_SUPPLIED RECORDS_:
━━━━━━
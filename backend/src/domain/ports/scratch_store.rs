//! Port for transient upload storage.
//!
//! Stashing the upload is an implementation convenience, not a correctness
//! requirement: the prediction pipeline treats stash and discard failures as
//! loggable events, never as request failures.

use std::path::{Path, PathBuf};

use async_trait::async_trait;

/// Handle to a stashed upload.
#[derive(Debug, Clone, PartialEq, Eq)]
pub struct ScratchHandle(PathBuf);

impl ScratchHandle {
    /// Wrap a storage location.
    #[must_use]
    pub fn new(path: impl Into<PathBuf>) -> Self {
        Self(path.into())
    }

    /// Returns the storage location.
    #[must_use]
    pub fn path(&self) -> &Path {
        self.0.as_path()
    }
}

/// Errors raised by scratch store adapters.
#[derive(Debug, Clone, PartialEq, Eq, thiserror::Error)]
pub enum ScratchStoreError {
    /// Reading or writing transient storage failed.
    #[error("scratch storage failed: {message}")]
    Io {
        /// Adapter-supplied failure detail.
        message: String,
    },
}

impl ScratchStoreError {
    /// Build a [`Self::Io`] error.
    pub fn io(message: impl Into<String>) -> Self {
        Self::Io {
            message: message.into(),
        }
    }
}

/// Port for write-then-delete transient upload storage.
#[cfg_attr(test, mockall::automock)]
#[async_trait]
pub trait ScratchStore: Send + Sync {
    /// Write upload bytes to transient storage.
    async fn stash(
        &self,
        bytes: &[u8],
        extension: Option<String>,
    ) -> Result<ScratchHandle, ScratchStoreError>;

    /// Remove a stashed upload.
    ///
    /// Discarding a handle whose file is already gone is a no-op.
    async fn discard(&self, handle: ScratchHandle) -> Result<(), ScratchStoreError>;
}

/// No-op store for deployments and tests that skip transient storage.
#[derive(Debug, Default, Clone, Copy)]
pub struct NoopScratchStore;

#[async_trait]
impl ScratchStore for NoopScratchStore {
    async fn stash(
        &self,
        _bytes: &[u8],
        _extension: Option<String>,
    ) -> Result<ScratchHandle, ScratchStoreError> {
        Ok(ScratchHandle::new(PathBuf::new()))
    }

    async fn discard(&self, _handle: ScratchHandle) -> Result<(), ScratchStoreError> {
        Ok(())
    }
}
━━━━━━
_PROBLEM STATEMENT_: Each line above that contains the word "NoopScratchStore" should be copied.

_SOLUTION TO THE EXERCISE_:
pub struct NoopScratchStore;
impl ScratchStore for NoopScratchStore {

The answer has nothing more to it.